Neoplecostomus granosus
- Conservation status: Least Concern (IUCN 3.1)

Scientific classification
- Kingdom: Animalia
- Phylum: Chordata
- Class: Actinopterygii
- Division: Teleostei
- Order: Siluriformes
- Family: Loricariidae
- Genus: Neoplecostomus
- Species: N. granosus
- Binomial name: Neoplecostomus granosus (Valenciennes, 1840)
- Synonyms: Hypostomus granosus Valenciennes, 1840;

= Neoplecostomus granosus =

- Authority: (Valenciennes, 1840)
- Conservation status: LC
- Synonyms: Hypostomus granosus Valenciennes, 1840

Species of fish

Neoplecostomus granosus is a species of freshwater ray-finned fish belonging to the family Loricariidae, the suckermouth armoured catfishes, and the subfamily Hypoptopomatinae, the cascudinhos.
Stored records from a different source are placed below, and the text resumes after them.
use std::sync::Arc;

use serde_json::Value;

use crate::component::{Container, ComponentError, Instance};
use crate::kernel::config::{ApplicationConfig, LoadOptions};
use crate::kernel::constants::{self, LOG_TARGET_LIFECYCLE, LOG_TARGET_LOAD, LOG_TARGET_REGISTRY};
use crate::kernel::diagnostics::{DiagnosticSink, LogSink};
use crate::kernel::error::{Error, LifecyclePhase, Result};
use crate::loader::{Group, InstancePolicy, LoadOrchestrator, Manifest, ManifestValidator, Resolved, Resolver};
use crate::registry::{BarbarianKind, BarbarianRegistry, ElevatedRegistry};

/// Where an [`Application`] is in its lifecycle.
#[derive(Debug, Clone, Copy, PartialEq, Eq)]
pub enum LifecycleState {
    Created,
    Loading,
    Loaded,
    Activated,
    Destroyed,
}

/// Orchestrates manifest loading, registration and activation.
///
/// The application exclusively owns the four local containers (controllers,
/// modules, plugins, widgets) and the elevated registry, which holds services
/// and objects.
pub struct Application {
    config: ApplicationConfig,
    state: LifecycleState,
    activated: bool,
    pub(crate) core: Arc<dyn ElevatedRegistry>,
    resolver: Arc<dyn Resolver>,
    pub(crate) sink: Arc<dyn DiagnosticSink>,
    pub(crate) controllers: Container,
    pub(crate) modules: Container,
    pub(crate) plugins: Container,
    pub(crate) widgets: Container,
    pub(crate) barbarians: BarbarianRegistry,
}

impl Application {
    /// Creates an application with the default configuration.
    pub fn new(core: Arc<dyn ElevatedRegistry>, resolver: Arc<dyn Resolver>) -> Self {
        Self::with_config(core, resolver, ApplicationConfig::default())
    }

    pub fn with_config(core: Arc<dyn ElevatedRegistry>, resolver: Arc<dyn Resolver>, config: ApplicationConfig) -> Self {
        Self {
            config,
            state: LifecycleState::Created,
            activated: false,
            core,
            resolver,
            sink: Arc::new(LogSink),
            controllers: Container::new(),
            modules: Container::new(),
            plugins: Container::new(),
            widgets: Container::new(),
            barbarians: BarbarianRegistry::new(),
        }
    }

    /// Replaces the diagnostic sink (defaults to [`LogSink`]).
    pub fn with_sink(mut self, sink: Arc<dyn DiagnosticSink>) -> Self {
        self.sink = sink;
        self
    }

    pub fn config(&self) -> &ApplicationConfig {
        &self.config
    }

    pub fn lifecycle(&self) -> LifecycleState {
        self.state
    }

    pub fn is_activated(&self) -> bool {
        self.activated
    }

    pub fn core_registry(&self) -> &Arc<dyn ElevatedRegistry> {
        &self.core
    }

    pub fn barbarian_registry(&self) -> &BarbarianRegistry {
        &self.barbarians
    }

    /// Validate a raw manifest, then load it.
    ///
    /// Validation failures are returned before any section is dispatched.
    pub async fn load_modules(&mut self, manifest: &Value, options: &LoadOptions) -> Result<()> {
        self.ensure_not_destroyed(LifecyclePhase::Load)?;
        let manifest = ManifestValidator::validate(manifest)?;
        self.load_manifest(&manifest, options).await
    }

    /// Load an already validated manifest.
    pub async fn load_manifest(&mut self, manifest: &Manifest, options: &LoadOptions) -> Result<()> {
        self.ensure_not_destroyed(LifecyclePhase::Load)?;
        let timeout = options
            .timeout_ms
            .map(std::time::Duration::from_millis)
            .unwrap_or_else(|| self.config.load_timeout());
        let orchestrator = LoadOrchestrator::new(
            Arc::clone(&self.resolver),
            timeout,
            self.config.load_strategy,
            Arc::clone(&self.sink),
        );

        let previous = self.state;
        if previous != LifecycleState::Activated {
            self.state = LifecycleState::Loading;
        }
        self.sink.info(
            LOG_TARGET_LOAD,
            &format!(
                "{} v{}: loading {} component(s) across {:?}",
                constants::APP_NAME,
                constants::APP_VERSION,
                manifest.len(),
                manifest.groups()
            ),
        );

        let outcome = orchestrator
            .run(manifest, |group, entries| self.register_section(group, entries))
            .await;

        if previous != LifecycleState::Activated {
            self.state = if outcome.is_ok() {
                LifecycleState::Loaded
            } else {
                previous
            };
        }
        outcome
    }

    /// Register one resolved section using the group's instance policy.
    pub(crate) fn register_section(&mut self, group: Group, entries: Vec<(String, Resolved)>) -> Result<()> {
        let policy = InstancePolicy::for_group(group);
        for (name, resolved) in entries {
            match policy.apply(&name, resolved) {
                Some(instance) => self.register(group, &name, instance)?,
                None => self.sink.warn(
                    LOG_TARGET_LOAD,
                    &format!("Skipping {} '{}': resolved to an empty value", group, name),
                ),
            }
        }
        Ok(())
    }

    /// Register `instance` under `name`, replacing any existing entry.
    pub fn register(&mut self, group: Group, name: &str, instance: Instance) -> Result<()> {
        match group {
            Group::Services => {
                if let Some(previous) = self.core.remove_service(name) {
                    self.warn_overwrite(group, name, &previous);
                }
                self.core.add_service(name, instance);
            }
            Group::Objects => {
                if let Some(previous) = self.core.remove_object(name) {
                    self.warn_overwrite(group, name, &previous);
                }
                self.core.add_object(name, instance);
            }
            Group::Controllers | Group::Modules | Group::Plugins | Group::Widgets => {
                let container = self.container_mut(group)?;
                let previous = container.add(name, instance);
                if let Some(previous) = previous {
                    self.warn_overwrite(group, name, &previous);
                }
            }
        }
        Ok(())
    }

    /// Register by section name; unknown sections are rejected.
    pub fn register_in(&mut self, section: &str, name: &str, instance: Instance) -> Result<()> {
        let group: Group = section.parse()?;
        self.register(group, name, instance)
    }

    fn warn_overwrite(&self, group: Group, name: &str, previous: &Instance) {
        self.sink.warn(
            LOG_TARGET_REGISTRY,
            &format!(
                "Overwriting {} '{}' (previous instance: {})",
                group,
                name,
                previous.type_name()
            ),
        );
    }

    pub(crate) fn container(&self, group: Group) -> Result<&Container> {
        match group {
            Group::Controllers => Ok(&self.controllers),
            Group::Modules => Ok(&self.modules),
            Group::Plugins => Ok(&self.plugins),
            Group::Widgets => Ok(&self.widgets),
            Group::Services | Group::Objects => Err(Error::UnknownSection {
                section: format!("{} (held by the core registry)", group),
            }),
        }
    }

    pub(crate) fn container_mut(&mut self, group: Group) -> Result<&mut Container> {
        match group {
            Group::Controllers => Ok(&mut self.controllers),
            Group::Modules => Ok(&mut self.modules),
            Group::Plugins => Ok(&mut self.plugins),
            Group::Widgets => Ok(&mut self.widgets),
            Group::Services | Group::Objects => Err(Error::UnknownSection {
                section: format!("{} (held by the core registry)", group),
            }),
        }
    }

    /// Whether `name` is registered in `group`.
    pub fn has(&self, group: Group, name: &str) -> bool {
        match group {
            Group::Services => self.core.has_service(name),
            Group::Objects => self.core.has_object(name),
            _ => self.container(group).is_ok_and(|c| c.has(name)),
        }
    }

    /// Soft lookup in `group`.
    pub fn get(&self, group: Group, name: &str) -> Option<Instance> {
        match group {
            Group::Services => self.core.get_service(name),
            Group::Objects => self.core.get_object(name),
            _ => self.container(group).ok().and_then(|c| c.get(name).cloned()),
        }
    }

    /// Every `(name, instance)` of `group`, in insertion order.
    pub fn get_all(&self, group: Group) -> Vec<(String, Instance)> {
        match group {
            Group::Services => self.core.services(),
            Group::Objects => self.core.objects(),
            _ => self.container(group).map(Container::get_all).unwrap_or_default(),
        }
    }

    pub fn has_controller(&self, name: &str) -> bool {
        self.has(Group::Controllers, name)
    }

    pub fn get_controller(&self, name: &str) -> Option<Instance> {
        self.get(Group::Controllers, name)
    }

    pub fn get_all_controllers(&self) -> Vec<(String, Instance)> {
        self.get_all(Group::Controllers)
    }

    pub fn has_module(&self, name: &str) -> bool {
        self.has(Group::Modules, name)
    }

    pub fn get_module(&self, name: &str) -> Option<Instance> {
        self.get(Group::Modules, name)
    }

    pub fn get_all_modules(&self) -> Vec<(String, Instance)> {
        self.get_all(Group::Modules)
    }

    pub fn has_service(&self, name: &str) -> bool {
        self.has(Group::Services, name)
    }

    pub fn get_service(&self, name: &str) -> Option<Instance> {
        self.get(Group::Services, name)
    }

    pub fn get_all_services(&self) -> Vec<(String, Instance)> {
        self.get_all(Group::Services)
    }

    pub fn has_object(&self, name: &str) -> bool {
        self.has(Group::Objects, name)
    }

    pub fn get_object(&self, name: &str) -> Option<Instance> {
        self.get(Group::Objects, name)
    }

    pub fn get_all_objects(&self) -> Vec<(String, Instance)> {
        self.get_all(Group::Objects)
    }

    pub fn has_plugin(&self, name: &str) -> bool {
        self.has(Group::Plugins, name)
    }

    pub fn get_plugin(&self, name: &str) -> Option<Instance> {
        self.get(Group::Plugins, name)
    }

    pub fn get_all_plugins(&self) -> Vec<(String, Instance)> {
        self.get_all(Group::Plugins)
    }

    pub fn has_widget(&self, name: &str) -> bool {
        self.has(Group::Widgets, name)
    }

    pub fn get_widget(&self, name: &str) -> Option<Instance> {
        self.get(Group::Widgets, name)
    }

    pub fn get_all_widgets(&self) -> Vec<(String, Instance)> {
        self.get_all(Group::Widgets)
    }

    /// Reverse lookup of the plugin or widget that reported `token` at activation.
    ///
    /// `Ok(None)` when the token is unknown; an error when the token is known
    /// but its component is no longer registered.
    pub fn get_plugin_or_widget_by_pub_sub_key(&self, token: &str) -> Result<Option<Instance>> {
        let Some(qualified) = self.barbarians.qualified_name(token) else {
            return Ok(None);
        };
        let container = match qualified.kind {
            BarbarianKind::Plugin => &self.plugins,
            BarbarianKind::Widget => &self.widgets,
        };
        container
            .get(&qualified.name)
            .cloned()
            .map(Some)
            .ok_or_else(|| Error::BarbarianRegistryInconsistency {
                token: token.to_string(),
                qualified: qualified.clone(),
            })
    }

    /// Invoke `method` on every registered component that exposes it.
    ///
    /// Groups are visited in [`Group::BROADCAST_ORDER`]; the first failure
    /// halts the broadcast.
    pub fn trigger_method_on_all(&self, method: &str, options: &Value) -> Result<()> {
        for group in Group::BROADCAST_ORDER {
            for (name, instance) in self.get_all(group) {
                if let Some(outcome) = instance.component().trigger(method, options) {
                    outcome.map_err(|source: ComponentError| Error::Broadcast {
                        method: method.to_string(),
                        group,
                        name,
                        source,
                    })?;
                }
            }
        }
        Ok(())
    }

    /// Tear down the core registry. Terminal.
    pub fn destroy(&mut self) -> Result<()> {
        self.ensure_not_destroyed(LifecyclePhase::Destroy)?;
        self.sink.info(LOG_TARGET_LIFECYCLE, "Destroying core registry");
        self.core.destroy();
        self.state = LifecycleState::Destroyed;
        Ok(())
    }

    pub(crate) fn ensure_not_destroyed(&self, phase: LifecyclePhase) -> Result<()> {
        if self.state == LifecycleState::Destroyed {
            return Err(Error::lifecycle(phase, "application has been destroyed"));
        }
        Ok(())
    }

    pub(crate) fn set_activated(&mut self) {
        self.activated = true;
        self.state = LifecycleState::Activated;
    }
}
This catfish is endemic to Brazil.

==Taxonomy==
Neoplecostomus granosus was first formally described as Hypostomus granosus in 1840 by the French zoologist Achille Valenciennes, with its type locality given as Cayenne, French Guiana or Rio de Janeiro, Brazil. Eschmeyer's Catalog of Fishes classifies the genus Neoplecostomus in the subfamily Hypoptopomatinae, the cascudinhos, within the suckermouth armored catfish family Loricariidae.

==Etymology==
Neoplecostomus granosus is classified within the genus Neoplecostomus. This name prefixes neo-, for "new", onto plecostomus, as this genus was proposed as a subgenus of Plecostomus, now known as Hypostomus and classified in the subfamily Hypostominae. The specific name, granosus, is Latin for "full of grains", an allusion to the granular texture of the underside of the body.

==Description==
Neoplecostomus granosus reaches a standard length of 8.6 cm. Valenciennes described the ventral surface as having "fleshy granulations".

==Distribution==
Neoplecostomus granosus is endemic to Brazil, where it occurs in the southeast, being found in the Paraíba do Sul River basin, in the states of São Paulo and Rio de Janeiro, and in the coastal rivers of the states of Rio de Janeiro and Espírito Santo up to the Itapemirim river drainage, in the states of Minas Gerais and Espírito Santo.

==Conservation status==
Little is known about its biology and ecology of Neoplecostomus granosus. However, the International Union for Conservation of Nature state that there is little risk of extinction for this species, despite habitat loss, and they classify it as Least Concern.